In the case of this patient, he has had the gold-standard investigation – ie, a colonoscopy – to rule out colorectal cancer (CRC) and the incidental finding of a few scattered diverticulae is a common and likely insignificant finding. However, his symptoms are clearly still bothering him, so what is the best way forward with diagnosing and helping him?
What other causes should we consider in this situation?
Chronic and intermittent diarrhoea is a common pathology and has a wide differential that includes:
• Inflammatory Bowel Disease (IBD) – while in this case ulcerative colitis has effectively been ruled out by the colonoscopy, Crohn’s disease remains a differential particularly if the procedure did not involve ileal intubation.
• Diverticulosis.
• Chronic infection – eg, Clostridium difficile, Campylobacter, Giardia or Entamoeba.

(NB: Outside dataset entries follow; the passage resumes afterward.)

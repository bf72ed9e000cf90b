use rustc_hash::FxHashMap;

/// Bidirectional mapping between sequence names and dense numeric ids.
/// Ids are handed out in insertion order.
#[derive(Debug, Default, Clone)]
pub struct SequenceIndex {
    name_to_id: FxHashMap<String, u32>,
    id_to_name: Vec<String>,
}

impl SequenceIndex {
    pub fn new() -> Self {
        SequenceIndex {
            name_to_id: FxHashMap::default(),
            id_to_name: Vec::new(),
        }
    }

    pub fn get_or_insert_id(&mut self, name: &str) -> u32 {
        if let Some(&id) = self.name_to_id.get(name) {
            return id;
        }
        let id = self.id_to_name.len() as u32;
        self.name_to_id.insert(name.to_owned(), id);
        self.id_to_name.push(name.to_owned());
        id
    }

    pub fn get_id(&self, name: &str) -> Option<u32> {
        self.name_to_id.get(name).copied()
    }

    pub fn get_name(&self, id: u32) -> Option<&str> {
        self.id_to_name.get(id as usize).map(String::as_str)
    }

    pub fn len(&self) -> usize {
        self.id_to_name.len()
    }

    pub fn is_empty(&self) -> bool {
        self.id_to_name.is_empty()
    }
}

• Disorders of the gut-brain-axis such as diarrhoea predominant irritable bowel syndrome (IBS-D).
• Microscopic colitis.
• Dietary intolerances – eg, lactose or gluten intolerance.
• Iatrogenic secondary to medications.
• Systemic causes such as hyperthyroidism or diabetes.
• Malabsorption diarrhoea – caused by pancreatic exocrine insufficiency, coeliac disease or small intestinal bacterial overgrowth (SIBO).
• Bile acid diarrhoea – most commonly occurs after cholecystectomy or bowel resection particularly after a right hemi-colectomy or terminal ileal resection.
How can we rule these out? Is the extent to which he should be investigated influenced by his positive FIT test, even though his colonoscopy was normal?
Several studies have shown that a negative FIT is an excellent rule-out test for CRC, with one large study that assessed its accuracy in a symptomatic primary care population showing it to have a negative predictive value of 99.8%. On the other hand, the positive predictive value of a FIT for CRC is variable in the literature, but appears to be around 7% when used by GPs. There are multiple conditions, many of which are listed above, that can result in a positive FIT including inflammatory bowel disease, infectious colitis, diverticulitis, benign polyps, haemorrhoids, fissures and fistulas. Medications that predispose to gastrointestinal tract bleeding, such as anticoagulants or anti-platelets, may also give a positive result. Therefore, with a colonoscopy which did not identify a CRC and may not have given any further indication about the cause for this positive FIT, the primary care team may need to investigate further based upon symptoms and clinical history.
It is standard procedure to obtain colonic biopsies when investigating diarrhoea to assess for possible microscopic colitis. It is essential to check that this has been carried out, as there is a danger that the colonoscopy was focused on the positive FIT and assessing for polyps and cancer rather than investigating diarrhoea. If these were not performed but symptoms persist then routine referral to Gastroenterology or an Advice and Guidance request can be made to clarify the reasons for this and whether a repeat procedure with biopsies is indicated.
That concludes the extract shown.